A lot of the show must have been very funny, with a kind of humor genuinely in touch with the desperation borne of simply being in the service. (Army doctor prescribing to obviously pregnant wife of enlisted man: "Go home and take two A.P.C. tablets and come back when your swelling goes down.")
But as presented in the movie, most of the show doesn't seem very funny, except inadvertently—as when Donald Sutherland seriously recites the prose of Dalton Trumbo with a straight-from-the-shoulder solemnity that happens to be perfectly in keeping with his phony-preacher characterization in Jules Feiffer's "Little Murders."
Occasionally the F.T.A. troupe becomes involved with the local population, so that we may hear the Just Grievances Against American Imperialism of the people of Okinawa or Japan or wherever Miss Fonda and her colleagues happen to be listening. I found most of this a predictable bore, but it did allow for the film's only really striking sequence: an anti-American guerrilla theater pageant in the Philippines that momentarily turns revolutionary passion into a romantic gesture of extraordinary beauty.

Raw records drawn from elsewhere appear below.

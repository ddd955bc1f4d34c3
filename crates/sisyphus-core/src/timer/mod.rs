mod engine;
pub mod phase;

pub use engine::{format_mm_ss, Completion, TimerEngine, TimerState, TimerStatus};
pub use phase::{advance, next_phase, Phase, Transition};
//! Phase-completion alerts.
//!
//! The core never plays audio itself. Hosts plug in a [`Notifier`]; the
//! default [`LogNotifier`] only writes a log line.

use serde::{Deserialize, Serialize};
use tracing::info;

use crate::settings::{AlarmSound, SoundConfig};
use crate::timer::Phase;

/// What to announce when a phase ends.
#[derive(Debug, Clone, PartialEq, Eq, Serialize, Deserialize)]
pub struct Alert {
    pub finished: Phase,
    pub next_phase: Phase,
    pub sound: AlarmSound,
    /// 0..=100
    pub volume: u32,
    pub skipped: bool,
}

impl Alert {
    pub fn new(finished: Phase, next_phase: Phase, skipped: bool, sound: &SoundConfig) -> Self {
        Self {
            finished,
            next_phase,
            sound: sound.alarm_sound,
            volume: sound.alarm_volume,
            skipped,
        }
    }

    /// Short human-readable message, e.g. "Focus Time complete. Next: Short Break".
    pub fn message(&self) -> String {
        format!(
            "{} complete. Next: {}",
            self.finished.label(),
            self.next_phase.label()
        )
    }
}

/// Receives an [`Alert`] for every completed phase.
///
/// Errors are reported to the caller, which logs them and carries on;
/// an alert failure never affects the timer.
pub trait Notifier: Send + Sync {
    fn notify(&self, alert: &Alert) -> Result<(), Box<dyn std::error::Error + Send + Sync>>;
}

/// Writes alerts to the log.
#[derive(Debug, Clone, Copy, Default)]
pub struct LogNotifier;

impl Notifier for LogNotifier {
    fn notify(&self, alert: &Alert) -> Result<(), Box<dyn std::error::Error + Send + Sync>> {
        info!(
            finished = %alert.finished,
            next = %alert.next_phase,
            sound = ?alert.sound,
            volume = alert.volume,
            "{}",
            alert.message()
        );
        Ok(())
    }
}
//! Statistics module for Sisyphus
//!
//! Read-side projections over the session log: per-period totals, the
//! consecutive-day streak, per-project rollups and the paginated history.

mod report;
mod streak;

pub use report::{history, Bucket, HistoryPage, Period, PeriodReport, ProjectBucket, Reporter};
pub use streak::current_streak;
//! Tasks and the task ledger.
//!
//! A task estimates how many work intervals it needs and counts the ones
//! actually spent on it. The counter is bumped automatically when a work
//! interval completes while the task is active; it is never lowered except
//! by an explicit edit.

use chrono::{DateTime, Utc};
use serde::{Deserialize, Serialize};

use crate::error::{CoreError, ValidationError};

/// Project name used when a task has none.
pub const NO_PROJECT: &str = "No Project";

fn default_project() -> String {
    NO_PROJECT.to_string()
}

fn default_estimate() -> u32 {
    1
}

#[derive(Debug, Clone, PartialEq, Eq, Serialize, Deserialize)]
pub struct Task {
    /// Unique identifier, assigned at creation
    pub id: String,
    #[serde(default = "default_project")]
    pub project_name: String,
    pub title: String,
    #[serde(default)]
    pub notes: String,
    /// Planned number of work intervals (>= 1)
    #[serde(default = "default_estimate")]
    pub estimated_intervals: u32,
    /// Work intervals completed against this task
    #[serde(default)]
    pub completed_intervals: u32,
    #[serde(default)]
    pub is_done: bool,
    pub created_at: DateTime<Utc>,
}

/// Input for creating a task.
#[derive(Debug, Clone, Default, PartialEq, Eq, Serialize, Deserialize)]
pub struct NewTask {
    #[serde(default)]
    pub project_name: Option<String>,
    pub title: String,
    #[serde(default)]
    pub notes: String,
    #[serde(default = "default_estimate")]
    pub estimated_intervals: u32,
}

impl NewTask {
    pub fn new(title: impl Into<String>) -> Self {
        Self {
            project_name: None,
            title: title.into(),
            notes: String::new(),
            estimated_intervals: 1,
        }
    }

    pub fn project(mut self, name: impl Into<String>) -> Self {
        self.project_name = Some(name.into());
        self
    }

    pub fn notes(mut self, notes: impl Into<String>) -> Self {
        self.notes = notes.into();
        self
    }

    pub fn estimate(mut self, intervals: u32) -> Self {
        self.estimated_intervals = intervals;
        self
    }
}

/// Partial update. `None` fields are left unchanged.
///
/// `id` exists so that a patch carrying an id can be rejected rather than
/// silently ignored.
#[derive(Debug, Clone, Default, PartialEq, Eq, Serialize, Deserialize)]
#[serde(deny_unknown_fields)]
pub struct TaskPatch {
    #[serde(default, skip_serializing_if = "Option::is_none")]
    pub id: Option<String>,
    #[serde(default, skip_serializing_if = "Option::is_none")]
    pub project_name: Option<String>,
    #[serde(default, skip_serializing_if = "Option::is_none")]
    pub title: Option<String>,
    #[serde(default, skip_serializing_if = "Option::is_none")]
    pub notes: Option<String>,
    #[serde(default, skip_serializing_if = "Option::is_none")]
    pub estimated_intervals: Option<u32>,
    #[serde(default, skip_serializing_if = "Option::is_none")]
    pub completed_intervals: Option<u32>,
    #[serde(default, skip_serializing_if = "Option::is_none")]
    pub is_done: Option<bool>,
}

impl TaskPatch {
    pub fn is_empty(&self) -> bool {
        *self == TaskPatch::default()
    }
}

/// Totals over the tasks that are not done yet.
///
/// `estimated_finish` is when the outstanding intervals would be done if
/// they ran back to back at the configured work duration.
#[derive(Debug, Clone, Copy, PartialEq, Eq, Serialize, Deserialize)]
pub struct TaskSummary {
    pub open_tasks: usize,
    pub estimated_intervals: u64,
    pub completed_intervals: u64,
    pub estimated_finish: DateTime<Utc>,
}

fn normalize_project(name: Option<&str>) -> String {
    match name.map(str::trim) {
        Some(n) if !n.is_empty() => n.to_string(),
        _ => default_project(),
    }
}

fn check_title(title: &str) -> Result<String, ValidationError> {
    let trimmed = title.trim();
    if trimmed.is_empty() {
        return Err(ValidationError::Empty("title"));
    }
    Ok(trimmed.to_string())
}

fn check_estimate(estimate: u32) -> Result<u32, ValidationError> {
    if estimate == 0 {
        return Err(ValidationError::OutOfRange {
            field: "estimated_intervals",
            min: 1,
            max: u32::MAX,
            value: estimate,
        });
    }
    Ok(estimate)
}

impl Task {
    /// Build a validated task with a fresh id.
    pub fn create(input: NewTask, now: DateTime<Utc>) -> Result<Self, ValidationError> {
        Ok(Task {
            id: format!("task-{}-{}", now.timestamp(), uuid::Uuid::new_v4()),
            project_name: normalize_project(input.project_name.as_deref()),
            title: check_title(&input.title)?,
            notes: input.notes,
            estimated_intervals: check_estimate(input.estimated_intervals)?,
            completed_intervals: 0,
            is_done: false,
            created_at: now,
        })
    }

    /// Apply `patch`, all-or-nothing.
    pub fn apply(&mut self, patch: &TaskPatch) -> Result<(), ValidationError> {
        if let Some(id) = &patch.id {
            if *id != self.id {
                return Err(ValidationError::Immutable("id"));
            }
        }
        let title = patch.title.as_deref().map(check_title).transpose()?;
        let estimate = patch.estimated_intervals.map(check_estimate).transpose()?;

        if let Some(title) = title {
            self.title = title;
        }
        if let Some(estimate) = estimate {
            self.estimated_intervals = estimate;
        }
        if let Some(project) = &patch.project_name {
            self.project_name = normalize_project(Some(project));
        }
        if let Some(notes) = &patch.notes {
            self.notes = notes.clone();
        }
        if let Some(completed) = patch.completed_intervals {
            self.completed_intervals = completed;
        }
        if let Some(done) = patch.is_done {
            self.is_done = done;
        }
        Ok(())
    }

}

/// In-memory collection of one user's tasks, newest first.
#[derive(Debug, Clone, Default)]
pub struct TaskLedger {
    tasks: Vec<Task>,
}

impl TaskLedger {
    pub fn new() -> Self {
        Self::default()
    }

    /// Build from stored tasks, newest first.
    pub fn from_tasks(mut tasks: Vec<Task>) -> Self {
        tasks.sort_by(|a, b| b.created_at.cmp(&a.created_at));
        Self { tasks }
    }

    pub fn tasks(&self) -> &[Task] {
        &self.tasks
    }

    pub fn get(&self, id: &str) -> Option<&Task> {
        self.tasks.iter().find(|t| t.id == id)
    }

    fn get_mut(&mut self, id: &str) -> Result<&mut Task, CoreError> {
        self.tasks
            .iter_mut()
            .find(|t| t.id == id)
            .ok_or_else(|| CoreError::task_not_found(id))
    }

    pub fn create(&mut self, input: NewTask, now: DateTime<Utc>) -> Result<&Task, CoreError> {
        let task = Task::create(input, now)?;
        self.tasks.insert(0, task);
        Ok(&self.tasks[0])
    }

    pub fn update(&mut self, id: &str, patch: &TaskPatch) -> Result<&Task, CoreError> {
        let task = self.get_mut(id)?;
        task.apply(patch)?;
        Ok(&*task)
    }

    pub fn delete(&mut self, id: &str) -> Result<Task, CoreError> {
        let idx = self
            .tasks
            .iter()
            .position(|t| t.id == id)
            .ok_or_else(|| CoreError::task_not_found(id))?;
        Ok(self.tasks.remove(idx))
    }

    pub fn toggle_done(&mut self, id: &str) -> Result<&Task, CoreError> {
        let task = self.get_mut(id)?;
        task.is_done = !task.is_done;
        Ok(&*task)
    }

    /// Count one more completed work interval against `id`.
    pub fn increment_completed(&mut self, id: &str) -> Result<&Task, CoreError> {
        let task = self.get_mut(id)?;
        task.completed_intervals = task.completed_intervals.saturating_add(1);
        Ok(&*task)
    }

    /// Distinct named projects, sorted.
    pub fn projects(&self) -> Vec<String> {
        let mut names: Vec<String> = self
            .tasks
            .iter()
            .map(|t| t.project_name.clone())
            .filter(|p| !p.is_empty() && p != NO_PROJECT)
            .collect();
        names.sort();
        names.dedup();
        names
    }

    /// Totals over open tasks. Sums saturate instead of overflowing.
    pub fn summary(&self, now: DateTime<Utc>, work_minutes: u32) -> TaskSummary {
        let mut open_tasks = 0usize;
        let mut estimated = 0u64;
        let mut completed = 0u64;
        let mut remaining = 0u64;
        for t in self.tasks.iter().filter(|t| !t.is_done) {
            open_tasks += 1;
            estimated = estimated.saturating_add(u64::from(t.estimated_intervals));
            completed = completed.saturating_add(u64::from(t.completed_intervals));
            remaining = remaining.saturating_add(u64::from(
                t.estimated_intervals.saturating_sub(t.completed_intervals),
            ));
        }
        TaskSummary {
            open_tasks,
            estimated_intervals: estimated,
            completed_intervals: completed,
            estimated_finish: finish_after(now, remaining.saturating_mul(u64::from(work_minutes))),
        }
    }
}

fn finish_after(now: DateTime<Utc>, minutes: u64) -> DateTime<Utc> {
    i64::try_from(minutes)
        .ok()
        .and_then(chrono::Duration::try_minutes)
        .and_then(|d| now.checked_add_signed(d))
        .unwrap_or(DateTime::<Utc>::MAX_UTC)
}

#[cfg(test)]
mod tests {
    use super::*;
    use chrono::TimeZone;

    fn now() -> DateTime<Utc> {
        Utc.with_ymd_and_hms(2024, 5, 6, 9, 0, 0).unwrap()
    }

    #[test]
    fn create_assigns_defaults() {
        let mut ledger = TaskLedger::new();
        let task = ledger.create(NewTask::new("  Write report "), now()).unwrap();
        assert!(task.id.starts_with("task-"));
        assert_eq!(task.title, "Write report");
        assert_eq!(task.project_name, NO_PROJECT);
        assert_eq!(task.completed_intervals, 0);
        assert!(!task.is_done);
    }

    #[test]
    fn create_rejects_blank_title_and_zero_estimate() {
        let mut ledger = TaskLedger::new();
        assert!(ledger.create(NewTask::new("   "), now()).is_err());
        assert!(ledger.create(NewTask::new("x").estimate(0), now()).is_err());
        assert!(ledger.tasks().is_empty());
    }

    #[test]
    fn update_rejects_id_change_without_partial_apply() {
        let mut ledger = TaskLedger::new();
        let id = ledger.create(NewTask::new("a"), now()).unwrap().id.clone();
        let patch = TaskPatch {
            id: Some("other".into()),
            title: Some("b".into()),
            ..TaskPatch::default()
        };
        let err = ledger.update(&id, &patch).unwrap_err();
        assert!(matches!(err, CoreError::Validation(ValidationError::Immutable("id"))));
        assert_eq!(ledger.get(&id).unwrap().title, "a");
    }

    #[test]
    fn update_applies_fields() {
        let mut ledger = TaskLedger::new();
        let id = ledger.create(NewTask::new("a"), now()).unwrap().id.clone();
        let patch = TaskPatch {
            project_name: Some("Thesis".into()),
            estimated_intervals: Some(3),
            completed_intervals: Some(1),
            ..TaskPatch::default()
        };
        let task = ledger.update(&id, &patch).unwrap();
        assert_eq!(task.project_name, "Thesis");
        assert_eq!(task.estimated_intervals, 3);
        assert_eq!(task.completed_intervals, 1);
    }

    #[test]
    fn missing_ids_report_not_found() {
        let mut ledger = TaskLedger::new();
        assert!(ledger.delete("nope").unwrap_err().is_not_found());
        assert!(ledger.toggle_done("nope").unwrap_err().is_not_found());
        assert!(ledger.increment_completed("nope").unwrap_err().is_not_found());
    }

    #[test]
    fn toggle_and_increment() {
        let mut ledger = TaskLedger::new();
        let id = ledger.create(NewTask::new("a"), now()).unwrap().id.clone();
        assert!(ledger.toggle_done(&id).unwrap().is_done);
        assert!(!ledger.toggle_done(&id).unwrap().is_done);
        ledger.increment_completed(&id).unwrap();
        assert_eq!(ledger.increment_completed(&id).unwrap().completed_intervals, 2);
    }

    #[test]
    fn projects_are_distinct_and_skip_default() {
        let mut ledger = TaskLedger::new();
        ledger.create(NewTask::new("a").project("Zeta"), now()).unwrap();
        ledger.create(NewTask::new("b").project("Alpha"), now()).unwrap();
        ledger.create(NewTask::new("c").project("Zeta"), now()).unwrap();
        ledger.create(NewTask::new("d"), now()).unwrap();
        assert_eq!(ledger.projects(), vec!["Alpha".to_string(), "Zeta".to_string()]);
    }

    #[test]
    fn summary_counts_open_tasks_only() {
        let mut ledger = TaskLedger::new();
        let a = ledger.create(NewTask::new("a").estimate(3), now()).unwrap().id.clone();
        let b = ledger.create(NewTask::new("b").estimate(2), now()).unwrap().id.clone();
        ledger.increment_completed(&a).unwrap();
        ledger.toggle_done(&b).unwrap();
        let s = ledger.summary(now(), 25);
        assert_eq!(s.open_tasks, 1);
        assert_eq!(s.estimated_intervals, 3);
        assert_eq!(s.completed_intervals, 1);
        assert_eq!(s.estimated_finish, now() + chrono::Duration::minutes(50));
    }

    #[test]
    fn summary_totals_do_not_overflow() {
        let mut ledger = TaskLedger::new();
        ledger.create(NewTask::new("huge").estimate(u32::MAX), now()).unwrap();
        ledger.create(NewTask::new("small").estimate(2), now()).unwrap();
        let s = ledger.summary(now(), 25);
        assert_eq!(s.open_tasks, 2);
        assert_eq!(s.estimated_intervals, u64::from(u32::MAX) + 2);
        assert_eq!(s.completed_intervals, 0);
        assert!(s.estimated_finish > now());
    }

    #[test]
    fn estimated_finish_ignores_overspent_tasks() {
        let mut ledger = TaskLedger::new();
        let a = ledger.create(NewTask::new("a").estimate(1), now()).unwrap().id.clone();
        ledger.increment_completed(&a).unwrap();
        ledger.increment_completed(&a).unwrap();
        ledger.create(NewTask::new("b").estimate(2), now()).unwrap();
        let s = ledger.summary(now(), 30);
        assert_eq!(s.completed_intervals, 2);
        assert_eq!(s.estimated_finish, now() + chrono::Duration::minutes(60));
    }

    #[test]
    fn estimated_finish_saturates_at_max_time() {
        let mut ledger = TaskLedger::new();
        ledger.create(NewTask::new("a").estimate(u32::MAX), now()).unwrap();
        ledger.create(NewTask::new("b").estimate(u32::MAX), now()).unwrap();
        let s = ledger.summary(DateTime::<Utc>::MAX_UTC, 60);
        assert_eq!(s.estimated_finish, DateTime::<Utc>::MAX_UTC);
    }

    #[test]
    fn patch_json_rejects_unknown_fields() {
        assert!(serde_json::from_str::<TaskPatch>(r#"{"colour":"red"}"#).is_err());
        let p: TaskPatch = serde_json::from_str(r#"{"title":"x"}"#).unwrap();
        assert_eq!(p.title.as_deref(), Some("x"));
    }
}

Otherwise there are a few good things. There is the lovely ballad singing of Rita Martinson (most of the singing, by Len Chandler, isn't so lovely), some hints at lively routines, an occasional glimpse of deep happiness in eyes of Miss Fonda or of Holly Near. But the spirit of F.T.A. must lie elsewhere, in other times and special places. For all its agility and pressing close-ups, the film doesn't capture that spirit—or even adequately show the kind of experience that might have let it grow.
F.T.A., directed by Francine Parker; written by Robin Menken, Michael Alaimo, Rita Martinson, Holly Near, Len Chandler, Pamala Donegan, Jane Fonda, Donald Sutherland and Dalton Trumbo; editors, Joel Morwood and Michael Beaudry; camera, Juliana Wang, Eric Saarinen and Joan Weidman; music by Aminadav Aloni; produced by Miss Parker, Miss Fonda and Mr. Sutherland. At the Baronet Theater, 59th Street at Third Avenue and the Victoria Theater, Broadway and 46th Street, Running time: 94 minutes. This film is rated R. Released by American International Pictures.
With: Jane Fonda, Donald Sutherland, Len Chandler, Pamala Donegan, Michael Alalmo, Rita Martinson, Holly Near, Paul Mooney and Yale Zimmerman.